EXERCISE BRIEF :: Only the lines from the one containing "for simulator operations" through the end of the listing below belong in your answer; retype them exactly.

THE DATA ::
- - - - -

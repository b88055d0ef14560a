//! Error types for the fleet simulator

use crate::catalog::{CatalogError, ProvisionFailure};
use fleetsim_core::CoreError;
use fleetsim_registry::RegistryError;
use fleetsim_transport::TransportError;
use thiserror::Error;

/// Simulator errors
#[derive(Debug, Error)]
pub enum SimulatorError {
    /// The registry was unreachable or rejected a provisioning request
    #[error("Registration of {device_id} failed: {source}")]
    Registration {
        device_id: String,
        #[source]
        source: RegistryError,
    },

    /// The device could not fetch its credential or open its connection
    #[error("Connection of {device_id} failed: {reason}")]
    Connection { device_id: String, reason: String },

    /// A single telemetry send failed; the device keeps running
    #[error("Send from {device_id} failed: {source}")]
    Send {
        device_id: String,
        #[source]
        source: TransportError,
    },

    #[error("Configuration error: {0}")]
    Config(String),

    #[error(transparent)]
    Catalog(#[from] CatalogError),

    #[error("No devices were provisioned (failed: {})", .failed.join(", "))]
    EmptyFleet { failed: Vec<String> },

    #[error("Metrics error: {0}")]
    Metrics(String),

    #[error("Core error: {0}")]
    Core(#[from] CoreError),

    #[error("I/O error: {0}")]
    Io(#[from] std::io::Error),

    #[error("YAML error: {0}")]
    Yaml(#[from] serde_yaml::Error),
}

impl SimulatorError {
    /// Device the error belongs to, if any
    pub fn device_id(&self) -> Option<&str> {
        match self {
            SimulatorError::Registration { device_id, .. }
            | SimulatorError::Connection { device_id, .. }
            | SimulatorError::Send { device_id, .. } => Some(device_id),
            _ => None,
        }
    }
}

impl From<ProvisionFailure> for SimulatorError {
    fn from(failure: ProvisionFailure) -> Self {
        SimulatorError::Registration {
            device_id: failure.device_id,
            source: failure.error,
        }
    }
}

/// Result type for simulator operations
pub type Result<T> = std::result::Result<T, SimulatorError>;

- - - - -

SOLUTION TO THIS EXERCISE ::
/// Result type for simulator operations
pub type Result<T> = std::result::Result<T, SimulatorError>;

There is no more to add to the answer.